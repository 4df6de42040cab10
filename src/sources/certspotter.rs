// src/sources/certspotter.rs
use crate::session::Session;
use crate::sources::{Source, SourceId};
use crate::types::ScoutError;
use async_trait::async_trait;
use serde::Deserialize;

#[derive(Debug, Deserialize)]
struct Issuance {
    #[serde(default)]
    dns_names: Vec<String>,
}

/// Cert Spotter issuance API
#[derive(Debug, Clone)]
pub struct CertSpotterSource {
    base_url: String,
}

impl Default for CertSpotterSource {
    fn default() -> Self {
        Self::new()
    }
}

impl CertSpotterSource {
    pub fn new() -> Self {
        Self {
            base_url: "https://api.certspotter.com".to_string(),
        }
    }

    pub fn with_base_url(mut self, base_url: impl Into<String>) -> Self {
        self.base_url = base_url.into();
        self
    }
}

#[async_trait]
impl Source for CertSpotterSource {
    fn id(&self) -> SourceId {
        SourceId::Certspotter
    }

    async fn enumerate(&self, domain: &str, session: &Session) -> Result<Vec<String>, ScoutError> {
        let url = format!(
            "{}/v1/issuances?domain={}&include_subdomains=true&expand=dns_names",
            self.base_url, domain
        );

        let issuances: Vec<Issuance> = session.get_json(self.id(), &url).await?;

        let suffix = format!(".{}", domain);
        Ok(issuances
            .into_iter()
            .flat_map(|issuance| issuance.dns_names)
            .map(|name| name.trim_start_matches("*.").to_string())
            .filter(|name| name.ends_with(&suffix))
            .collect())
    }
}

#[cfg(test)]
mod tests {
    use super::*;
    use crate::types::Config;
    use mockito::Matcher;

    #[tokio::test]
    async fn test_collects_dns_names() {
        let mut server = mockito::Server::new_async().await;
        let _m = server
            .mock("GET", "/v1/issuances")
            .match_query(Matcher::UrlEncoded("domain".into(), "example.com".into()))
            .with_status(200)
            .with_body(r#"[{"dns_names":["*.example.com","api.example.com","example.org"]},{"id":"2"}]"#)
            .create_async()
            .await;

        let session = Session::new(&Config::default()).unwrap();
        let source = CertSpotterSource::new().with_base_url(server.url());
        let names = source.enumerate("example.com", &session).await.unwrap();

        assert_eq!(names, vec!["api.example.com"]);
    }
}
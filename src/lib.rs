// src/lib.rs
pub mod cli;
pub mod config;
pub mod dedupe;
pub mod engine;
pub mod error;
pub mod output;
pub mod resolver;
pub mod runner;
pub mod session;
pub mod sources;
pub mod types;
pub mod utils;
pub mod wildcard;

pub use cli::Args;
pub use engine::{Discovery, DiscoveryEngine};
pub use output::{OutputManager, OutputSink};
pub use runner::{ProcessedSet, RecursionController, RunOptions, RunReport};
pub use sources::{SourceId, SourceRegistry, SourceSelection};
pub use types::{Config, DomainReport, ScoutError, ValidatedResult};

pub const VERSION: &str = env!("CARGO_PKG_VERSION");
pub const NAME: &str = env!("CARGO_PKG_NAME");
use anyhow::{Context, Result};
use clap::Parser;
use indicatif::{ProgressBar, ProgressStyle};
use log::{error, info, LevelFilter};
use std::io;
use std::process;
use std::time::Duration;
use subscout::config::load_config;
use subscout::utils::{parse_domain_lines, read_domain_list};
use subscout::{
    Args, DiscoveryEngine, OutputManager, ProcessedSet, RecursionController, RunOptions, SourceRegistry,
};

const BANNER: &str = r#"
           __                          __
  ___ __ _/ /  ___ _______  __ _____  / /_
 (_-</ // / _ \(_-</ __/ _ \/ // / _ \/ __/
/___/\_,_/_.__/___/\__/\___/\_,_/_//_/\__/

        Passive Subdomain Discovery
"#;

#[tokio::main]
async fn main() -> Result<()> {
    let args = Args::parse();
    init_logging(&args);

    if !args.silent {
        eprintln!("{}", BANNER);
    }

    if args.list_sources {
        list_sources();
        return Ok(());
    }

    let domains = collect_domains(&args);
    if domains.is_empty() {
        error!("No input provided. Use -d <domain>, -l <file>, or pipe domains to stdin");
        process::exit(1);
    }

    let mut config = load_config(args.config_path.as_deref()).context("Failed to load configuration")?;
    args.apply_to(&mut config).context("Invalid command line options")?;

    let engine = DiscoveryEngine::new(&config).context("Failed to initialize discovery engine")?;
    let mut controller = RecursionController::new(engine, &config);
    if !args.silent {
        controller = controller.with_progress(progress_bar());
    }

    let output = OutputManager::new(config.output.clone());
    let options = RunOptions::from_config(&config, args.recursive, args.confirm_live());
    let processed = ProcessedSet::new();

    let report = controller.run(&domains, &options, &processed, &output).await;

    if !args.silent {
        info!(
            "Enumeration completed: {} unique subdomains for {} domain(s) in {:.2}s ({} source errors)",
            report.all_hostnames().len(),
            report.reports.len(),
            report.duration.as_secs_f64(),
            report.source_errors()
        );
    }

    if report.reports.is_empty() && !report.failed_roots.is_empty() {
        process::exit(1);
    }

    Ok(())
}

fn init_logging(args: &Args) {
    let level = if args.silent {
        LevelFilter::Error
    } else if args.verbose {
        LevelFilter::Debug
    } else {
        LevelFilter::Info
    };

    env_logger::Builder::new()
        .filter_level(level)
        .parse_default_env()
        .init();
}

fn progress_bar() -> ProgressBar {
    let bar = ProgressBar::new(0);
    if let Ok(style) = ProgressStyle::with_template("{spinner:.green} [{elapsed_precise}] {pos}/{len} {msg}") {
        bar.set_style(style);
    }
    bar.enable_steady_tick(Duration::from_millis(120));
    bar
}

fn list_sources() {
    let registry = SourceRegistry::from_config(&Default::default());
    let (keyed, free): (Vec<_>, Vec<_>) = registry.infos().into_iter().partition(|info| info.needs_key);

    println!("Available sources:\n");
    println!("Free sources ({})", free.len());
    for info in &free {
        println!("  {}", info.id);
    }

    println!("\nAPI sources ({})", keyed.len());
    for info in &keyed {
        println!("  {} *", info.id);
    }

    println!("\n* = Requires API key");
    println!("\nSet keys under [api_keys] in the config file or via <SOURCE>_API_KEYS");
}

fn collect_domains(args: &Args) -> Vec<String> {
    let mut domains = args.domain.clone();

    if let Some(path) = &args.domains_file {
        match read_domain_list(path) {
            Ok(list) => domains.extend(list),
            Err(e) => {
                error!("{}", e);
                process::exit(1);
            }
        }
    }

    if args.use_stdin() {
        match parse_domain_lines(io::stdin().lock()) {
            Ok(list) => domains.extend(list),
            Err(e) => error!("Failed to read domains from stdin: {}", e),
        }
    }

    domains
}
▬▬▬
Task — The reply should be a precise retyping of all the data.

Your solution —
repository 4df6de42040cab10
filename src/sources/certspotter.rs
// src/sources/certspotter.rs
use crate::session::Session;
use crate::sources::{Source, SourceId};
use crate::types::ScoutError;
use async_trait::async_trait;
use serde::Deserialize;

#[derive(Debug, Deserialize)]
struct Issuance {
    #[serde(default)]
    dns_names: Vec<String>,
}

/// Cert Spotter issuance API
#[derive(Debug, Clone)]
pub struct CertSpotterSource {
    base_url: String,
}

impl Default for CertSpotterSource {
    fn default() -> Self {
        Self::new()
    }
}

impl CertSpotterSource {
    pub fn new() -> Self {
        Self {
            base_url: "https://api.certspotter.com".to_string(),
        }
    }

    pub fn with_base_url(mut self, base_url: impl Into<String>) -> Self {
        self.base_url = base_url.into();
        self
    }
}

#[async_trait]
impl Source for CertSpotterSource {
    fn id(&self) -> SourceId {
        SourceId::Certspotter
    }

    async fn enumerate(&self, domain: &str, session: &Session) -> Result<Vec<String>, ScoutError> {
        let url = format!(
            "{}/v1/issuances?domain={}&include_subdomains=true&expand=dns_names",
            self.base_url, domain
        );

        let issuances: Vec<Issuance> = session.get_json(self.id(), &url).await?;

        let suffix = format!(".{}", domain);
        Ok(issuances
            .into_iter()
            .flat_map(|issuance| issuance.dns_names)
            .map(|name| name.trim_start_matches("*.").to_string())
            .filter(|name| name.ends_with(&suffix))
            .collect())
    }
}

#[cfg(test)]
mod tests {
    use super::*;
    use crate::types::Config;
    use mockito::Matcher;

    #[tokio::test]
    async fn test_collects_dns_names() {
        let mut server = mockito::Server::new_async().await;
        let _m = server
            .mock("GET", "/v1/issuances")
            .match_query(Matcher::UrlEncoded("domain".into(), "example.com".into()))
            .with_status(200)
            .with_body(r#"[{"dns_names":["*.example.com","api.example.com","example.org"]},{"id":"2"}]"#)
            .create_async()
            .await;

        let session = Session::new(&Config::default()).unwrap();
        let source = CertSpotterSource::new().with_base_url(server.url());
        let names = source.enumerate("example.com", &session).await.unwrap();

        assert_eq!(names, vec!["api.example.com"]);
    }
}
filename src/lib.rs
// src/lib.rs
pub mod cli;
pub mod config;
pub mod dedupe;
pub mod engine;
pub mod error;
pub mod output;
pub mod resolver;
pub mod runner;
pub mod session;
pub mod sources;
pub mod types;
pub mod utils;
pub mod wildcard;

pub use cli::Args;
pub use engine::{Discovery, DiscoveryEngine};
pub use output::{OutputManager, OutputSink};
pub use runner::{ProcessedSet, RecursionController, RunOptions, RunReport};
pub use sources::{SourceId, SourceRegistry, SourceSelection};
pub use types::{Config, DomainReport, ScoutError, ValidatedResult};

pub const VERSION: &str = env!("CARGO_PKG_VERSION");
pub const NAME: &str = env!("CARGO_PKG_NAME");
use anyhow::{Context, Result};
use clap::Parser;
use indicatif::{ProgressBar, ProgressStyle};
use log::{error, info, LevelFilter};
use std::io;
use std::process;
use std::time::Duration;
use subscout::config::load_config;
use subscout::utils::{parse_domain_lines, read_domain_list};
use subscout::{
    Args, DiscoveryEngine, OutputManager, ProcessedSet, RecursionController, RunOptions, SourceRegistry,
};

const BANNER: &str = r#"
           __                          __
  ___ __ _/ /  ___ _______  __ _____  / /_
 (_-</ // / _ \(_-</ __/ _ \/ // / _ \/ __/
/___/\_,_/_.__/___/\__/\___/\_,_/_//_/\__/

        Passive Subdomain Discovery
"#;

#[tokio::main]
async fn main() -> Result<()> {
    let args = Args::parse();
    init_logging(&args);

    if !args.silent {
        eprintln!("{}", BANNER);
    }

    if args.list_sources {
        list_sources();
        return Ok(());
    }

    let domains = collect_domains(&args);
    if domains.is_empty() {
        error!("No input provided. Use -d <domain>, -l <file>, or pipe domains to stdin");
        process::exit(1);
    }

    let mut config = load_config(args.config_path.as_deref()).context("Failed to load configuration")?;
    args.apply_to(&mut config).context("Invalid command line options")?;

    let engine = DiscoveryEngine::new(&config).context("Failed to initialize discovery engine")?;
    let mut controller = RecursionController::new(engine, &config);
    if !args.silent {
        controller = controller.with_progress(progress_bar());
    }

    let output = OutputManager::new(config.output.clone());
    let options = RunOptions::from_config(&config, args.recursive, args.confirm_live());
    let processed = ProcessedSet::new();

    let report = controller.run(&domains, &options, &processed, &output).await;

    if !args.silent {
        info!(
            "Enumeration completed: {} unique subdomains for {} domain(s) in {:.2}s ({} source errors)",
            report.all_hostnames().len(),
            report.reports.len(),
            report.duration.as_secs_f64(),
            report.source_errors()
        );
    }

    if report.reports.is_empty() && !report.failed_roots.is_empty() {
        process::exit(1);
    }

    Ok(())
}

fn init_logging(args: &Args) {
    let level = if args.silent {
        LevelFilter::Error
    } else if args.verbose {
        LevelFilter::Debug
    } else {
        LevelFilter::Info
    };

    env_logger::Builder::new()
        .filter_level(level)
        .parse_default_env()
        .init();
}

fn progress_bar() -> ProgressBar {
    let bar = ProgressBar::new(0);
    if let Ok(style) = ProgressStyle::with_template("{spinner:.green} [{elapsed_precise}] {pos}/{len} {msg}") {
        bar.set_style(style);
    }
    bar.enable_steady_tick(Duration::from_millis(120));
    bar
}

fn list_sources() {
    let registry = SourceRegistry::from_config(&Default::default());
    let (keyed, free): (Vec<_>, Vec<_>) = registry.infos().into_iter().partition(|info| info.needs_key);

    println!("Available sources:\n");
    println!("Free sources ({})", free.len());
    for info in &free {
        println!("  {}", info.id);
    }

    println!("\nAPI sources ({})", keyed.len());
    for info in &keyed {
        println!("  {} *", info.id);
    }

    println!("\n* = Requires API key");
    println!("\nSet keys under [api_keys] in the config file or via <SOURCE>_API_KEYS");
}

fn collect_domains(args: &Args) -> Vec<String> {
    let mut domains = args.domain.clone();

    if let Some(path) = &args.domains_file {
        match read_domain_list(path) {
            Ok(list) => domains.extend(list),
            Err(e) => {
                error!("{}", e);
                process::exit(1);
            }
        }
    }

    if args.use_stdin() {
        match parse_domain_lines(io::stdin().lock()) {
            Ok(list) => domains.extend(list),
            Err(e) => error!("Failed to read domains from stdin: {}", e),
        }
    }

    domains
}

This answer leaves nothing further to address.